<<<<

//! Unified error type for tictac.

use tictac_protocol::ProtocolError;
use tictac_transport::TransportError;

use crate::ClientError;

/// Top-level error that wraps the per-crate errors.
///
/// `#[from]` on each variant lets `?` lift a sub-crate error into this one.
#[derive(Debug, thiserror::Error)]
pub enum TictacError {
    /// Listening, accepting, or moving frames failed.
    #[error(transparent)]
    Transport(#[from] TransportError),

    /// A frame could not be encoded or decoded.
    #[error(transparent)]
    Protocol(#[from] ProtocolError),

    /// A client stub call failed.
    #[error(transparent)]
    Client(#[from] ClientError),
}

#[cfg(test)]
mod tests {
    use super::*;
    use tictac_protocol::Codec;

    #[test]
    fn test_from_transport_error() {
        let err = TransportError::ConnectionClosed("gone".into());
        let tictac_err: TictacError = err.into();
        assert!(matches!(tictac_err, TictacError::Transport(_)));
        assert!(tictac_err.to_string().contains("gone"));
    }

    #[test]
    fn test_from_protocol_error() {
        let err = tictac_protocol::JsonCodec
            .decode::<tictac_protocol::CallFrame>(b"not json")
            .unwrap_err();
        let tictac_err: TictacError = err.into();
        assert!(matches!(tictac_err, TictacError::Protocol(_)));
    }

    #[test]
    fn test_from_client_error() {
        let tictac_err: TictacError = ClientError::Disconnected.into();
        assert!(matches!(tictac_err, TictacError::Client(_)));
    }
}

>>>>
<<<<

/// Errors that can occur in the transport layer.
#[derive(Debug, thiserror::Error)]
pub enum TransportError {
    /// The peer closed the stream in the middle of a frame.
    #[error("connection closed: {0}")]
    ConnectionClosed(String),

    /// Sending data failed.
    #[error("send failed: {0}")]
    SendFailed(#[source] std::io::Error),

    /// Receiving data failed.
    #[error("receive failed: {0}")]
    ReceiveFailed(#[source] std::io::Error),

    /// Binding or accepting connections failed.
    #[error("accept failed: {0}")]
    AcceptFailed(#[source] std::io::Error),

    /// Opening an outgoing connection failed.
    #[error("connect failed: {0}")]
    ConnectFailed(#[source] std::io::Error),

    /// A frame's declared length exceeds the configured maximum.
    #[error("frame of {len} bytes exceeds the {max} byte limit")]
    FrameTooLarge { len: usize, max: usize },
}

>>>>

Please copy all lines of the listing in which the string "gone" occurs.

        let err = TransportError::ConnectionClosed("gone".into());
        assert!(tictac_err.to_string().contains("gone"));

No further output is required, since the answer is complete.